Less comment has been reserved for the requirement for supervision, however. Rule 5.03 requires partners to ensure they have a system for supervising clients’ matters, which “must include appropriate and effective procedures under which the quality of work undertaken for clients and members of the public is checked with reasonable regularity by suitably experienced and competent persons”.
The approach of the Solicitors Regulation Authority is hardening. In the course of our work representing other solicitors, we are seeing more cases where something has gone wrong in the hands of more junior staff, and the partners who were supposed to be supervising them have been called to account for their conduct. Some arise from issues that would previously have been regarded as mere negligence. We are even aware of cases of partners being investigated for failing to supervise other partners.
Solicitors Disciplinary Tribunal reports reveal many cases where proceedings are brought for lack of supervision. Particular attention should be paid to the use of the words “system for supervision”, however. Also note that regulation 20 of the Money Laundering Regulations 2007 requires firms in the regulated sector to implement procedures relating to internal control, risk assessment and management.

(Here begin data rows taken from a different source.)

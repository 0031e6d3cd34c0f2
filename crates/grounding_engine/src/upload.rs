use std::path::PathBuf;
use std::sync::mpsc;
use std::time::Duration;

use engine_logging::{engine_info, engine_warn};
use futures_util::future::join_all;

use crate::client::Backend;
use crate::{EngineEvent, TaskId, UploadProgress, UploadStage};

/// Dwell times between the status reports that follow a finished upload.
#[derive(Debug, Clone)]
pub struct UploadSettings {
    pub parse_dwell: Duration,
    pub index_dwell: Duration,
}

impl Default for UploadSettings {
    fn default() -> Self {
        Self {
            parse_dwell: Duration::from_millis(1000),
            index_dwell: Duration::from_millis(2000),
        }
    }
}

pub trait ProgressSink: Send + Sync {
    fn emit(&self, event: EngineEvent);
}

pub struct ChannelProgressSink {
    tx: mpsc::Sender<EngineEvent>,
}

impl ChannelProgressSink {
    pub fn new(tx: mpsc::Sender<EngineEvent>) -> Self {
        Self { tx }
    }
}

impl ProgressSink for ChannelProgressSink {
    fn emit(&self, event: EngineEvent) {
        let _ = self.tx.send(event);
    }
}

/// Upload every file of one wave concurrently and report each task's stages.
///
/// A failed upload reports `Error` for its own task only; the rest of the wave
/// carries on. Returns once every task has reported a terminal stage.
pub async fn run_wave(
    backend: &dyn Backend,
    tasks: Vec<(TaskId, PathBuf)>,
    settings: &UploadSettings,
    sink: &dyn ProgressSink,
) {
    engine_info!("uploading wave of {} file(s)", tasks.len());
    let uploads = tasks
        .into_iter()
        .map(|(task_id, path)| upload_one(backend, task_id, path, settings, sink));
    join_all(uploads).await;
}

async fn upload_one(
    backend: &dyn Backend,
    task_id: TaskId,
    path: PathBuf,
    settings: &UploadSettings,
    sink: &dyn ProgressSink,
) {
    report(sink, task_id, UploadStage::Uploading, None, None);
    match backend.upload(&path).await {
        Ok(document) => {
            let doc_id = Some(document.doc_id);
            report(sink, task_id, UploadStage::Parsing, doc_id.clone(), None);
            tokio::time::sleep(settings.parse_dwell).await;
            report(sink, task_id, UploadStage::Indexing, doc_id.clone(), None);
            tokio::time::sleep(settings.index_dwell).await;
            report(sink, task_id, UploadStage::Success, doc_id, None);
        }
        Err(err) => {
            engine_warn!("upload of {} failed: {}", path.display(), err);
            report(sink, task_id, UploadStage::Error, None, Some(err.message));
        }
    }
}

fn report(
    sink: &dyn ProgressSink,
    task_id: TaskId,
    stage: UploadStage,
    remote_doc_id: Option<String>,
    error: Option<String>,
) {
    sink.emit(EngineEvent::UploadProgress(UploadProgress {
        task_id,
        stage,
        remote_doc_id,
        error,
    }));
}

Supervision is the area where we find the most frequent variation in the same firm. The guidance notes to rule 5.03 indicate that supervisors must be suitably experienced and competent, with sufficient legal knowledge (even if not experts in the relevant area).
Guidance note 50 comments that if a complaint is made, you will have to demonstrate that the work-checking procedures are “appropriate”, “effective”, and are undertaken with “reasonable regularity”.

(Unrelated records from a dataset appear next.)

use std::path::PathBuf;
use std::sync::{mpsc, Arc};
use std::thread;
use std::time::Duration;

use engine_logging::{engine_debug, engine_warn};

use crate::client::{Backend, ClientSettings, ReqwestBackend};
use crate::persist::{DocumentCache, PersistError};
use crate::upload::{run_wave, ChannelProgressSink, UploadSettings};
use crate::{ApiError, ChatTurnRecord, EngineEvent, FailureKind, TaskId};

/// IO work requested by the app.
#[derive(Debug, Clone, PartialEq)]
pub enum EngineCommand {
    ListDocuments,
    LoadChunks { doc_id: String, ticket: u64 },
    /// Download the document and write it to the local cache.
    FetchDocument { doc_id: String },
    Upload { path: PathBuf },
    UploadWave { tasks: Vec<(TaskId, PathBuf)> },
    Search { query: String, n_results: usize },
    Chat { question: String, history: Vec<ChatTurnRecord> },
    Extract { doc_id: String },
    /// `payload` is JSON text.
    Validate { doc_id: String, payload: String },
    Delete { doc_id: String },
}

#[derive(Debug, Clone)]
pub struct EngineSettings {
    pub client: ClientSettings,
    pub upload: UploadSettings,
    pub cache_dir: PathBuf,
}

#[derive(Debug, thiserror::Error)]
pub enum EngineError {
    #[error("backend client: {0}")]
    Client(#[from] ApiError),
    #[error("failed to start async runtime: {0}")]
    Runtime(#[from] std::io::Error),
}

struct EngineContext {
    backend: Arc<dyn Backend>,
    upload: UploadSettings,
    cache: DocumentCache,
}

/// Runs backend calls on a background runtime; results come back as events.
pub struct EngineHandle {
    cmd_tx: mpsc::Sender<EngineCommand>,
    event_rx: mpsc::Receiver<EngineEvent>,
}

impl EngineHandle {
    pub fn new(settings: EngineSettings) -> Result<Self, EngineError> {
        let backend = Arc::new(ReqwestBackend::new(settings.client)?);
        Self::with_backend(backend, settings.upload, settings.cache_dir)
    }

    pub fn with_backend(
        backend: Arc<dyn Backend>,
        upload: UploadSettings,
        cache_dir: PathBuf,
    ) -> Result<Self, EngineError> {
        let runtime = tokio::runtime::Builder::new_multi_thread()
            .enable_all()
            .thread_name("grounding-engine")
            .build()?;
        let (cmd_tx, cmd_rx) = mpsc::channel();
        let (event_tx, event_rx) = mpsc::channel();
        let context = Arc::new(EngineContext {
            backend,
            upload,
            cache: DocumentCache::new(cache_dir),
        });

        thread::spawn(move || {
            while let Ok(command) = cmd_rx.recv() {
                let context = context.clone();
                let event_tx = event_tx.clone();
                runtime.spawn(async move {
                    handle_command(&context, command, event_tx).await;
                });
            }
            engine_debug!("engine command channel closed");
        });

        Ok(Self { cmd_tx, event_rx })
    }

    /// Queue a command. Returns `false` once the engine thread is gone.
    pub fn send(&self, command: EngineCommand) -> bool {
        self.cmd_tx.send(command).is_ok()
    }

    pub fn try_recv(&self) -> Option<EngineEvent> {
        self.event_rx.try_recv().ok()
    }

    pub fn recv_timeout(&self, timeout: Duration) -> Option<EngineEvent> {
        self.event_rx.recv_timeout(timeout).ok()
    }
}

async fn handle_command(
    context: &EngineContext,
    command: EngineCommand,
    event_tx: mpsc::Sender<EngineEvent>,
) {
    let backend = context.backend.as_ref();
    let event = match command {
        EngineCommand::ListDocuments => EngineEvent::DocumentsListed(backend.list_documents().await),
        EngineCommand::LoadChunks { doc_id, ticket } => {
            let result = backend.load_chunks(&doc_id).await;
            EngineEvent::ChunksLoaded {
                doc_id,
                ticket,
                result,
            }
        }
        EngineCommand::FetchDocument { doc_id } => {
            let result = fetch_into_cache(context, &doc_id).await;
            EngineEvent::DocumentCached { doc_id, result }
        }
        EngineCommand::Upload { path } => EngineEvent::Uploaded(backend.upload(&path).await),
        EngineCommand::UploadWave { tasks } => {
            let sink = ChannelProgressSink::new(event_tx);
            run_wave(backend, tasks, &context.upload, &sink).await;
            return;
        }
        EngineCommand::Search { query, n_results } => {
            EngineEvent::SearchFinished(backend.search(&query, n_results).await)
        }
        EngineCommand::Chat { question, history } => {
            EngineEvent::ChatFinished(backend.chat(&question, &history).await)
        }
        EngineCommand::Extract { doc_id } => {
            let result = backend.extract(&doc_id).await;
            EngineEvent::Extracted { doc_id, result }
        }
        EngineCommand::Validate { doc_id, payload } => {
            let result = match serde_json::from_str::<serde_json::Value>(&payload) {
                Ok(value) => backend.validate(&doc_id, &value).await,
                Err(err) => Err(ApiError::new(
                    FailureKind::Decode,
                    format!("review data is not valid JSON: {err}"),
                )),
            };
            EngineEvent::Validated { doc_id, result }
        }
        EngineCommand::Delete { doc_id } => {
            let result = backend.delete(&doc_id).await;
            if result.is_ok() {
                if let Err(err) = context.cache.remove(&doc_id) {
                    engine_warn!("failed to drop cached copy of {}: {}", doc_id, err);
                }
            }
            EngineEvent::Deleted { doc_id, result }
        }
    };
    let _ = event_tx.send(event);
}

async fn fetch_into_cache(context: &EngineContext, doc_id: &str) -> Result<PathBuf, ApiError> {
    let bytes = context.backend.fetch_document(doc_id).await?;
    let cache = context.cache.clone();
    let doc_id = doc_id.to_string();
    tokio::task::spawn_blocking(move || cache.store(&doc_id, &bytes))
        .await
        .map_err(|err| ApiError::new(FailureKind::Io, err.to_string()))?
        .map_err(persist_failure)
}

fn persist_failure(err: PersistError) -> ApiError {
    ApiError::new(FailureKind::Io, err.to_string())
}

Too often, when we ask partners - even in the largest commercial firms - what their system is for supervision of staff, they tell us they have an open-door policy. What firm doesn’t? But open-door policies can fail – they depend on staff recognising when they are out of their depth and being prepared to ask for help. Important though an open-door policy is, it seems unlikely to comply with guidance note 50, referred to above.
At Legal Risk, we test staff in many major law firms with Desktop, an online risk-management diagnostic tool, and unearth many concerns. Tests cover a wide variety of risk-management issues. In one large international practice, 38 per cent of one sample of fee-earning staff did not know what type of problems, including possible negligence claims, the firm required them to notify a partner of: a statistic with potentially frightening consequences.
In another top-100 firm we found that six per cent weren’t confident they knew when they needed to refer to a supervisor – good that the percentage was so low, but it only takes one to cause a calamity.
Supervision must be ‘active’ – a regular process of review. It may be weekly, monthly, or perhaps a less frequent meeting, according to the seniority of staff supervised and the work undertaken. File review will form part of the process. Partners should know what is happening in their name.
Those supervising need to ensure they ‘pass the baton’ adequately when delegating; equally, those to whom tasks are delegated need to ensure they know what is required, when it is required, and any additional information they need to prioritise.
Two questions remain. Do you have a system of supervision? And do you test it?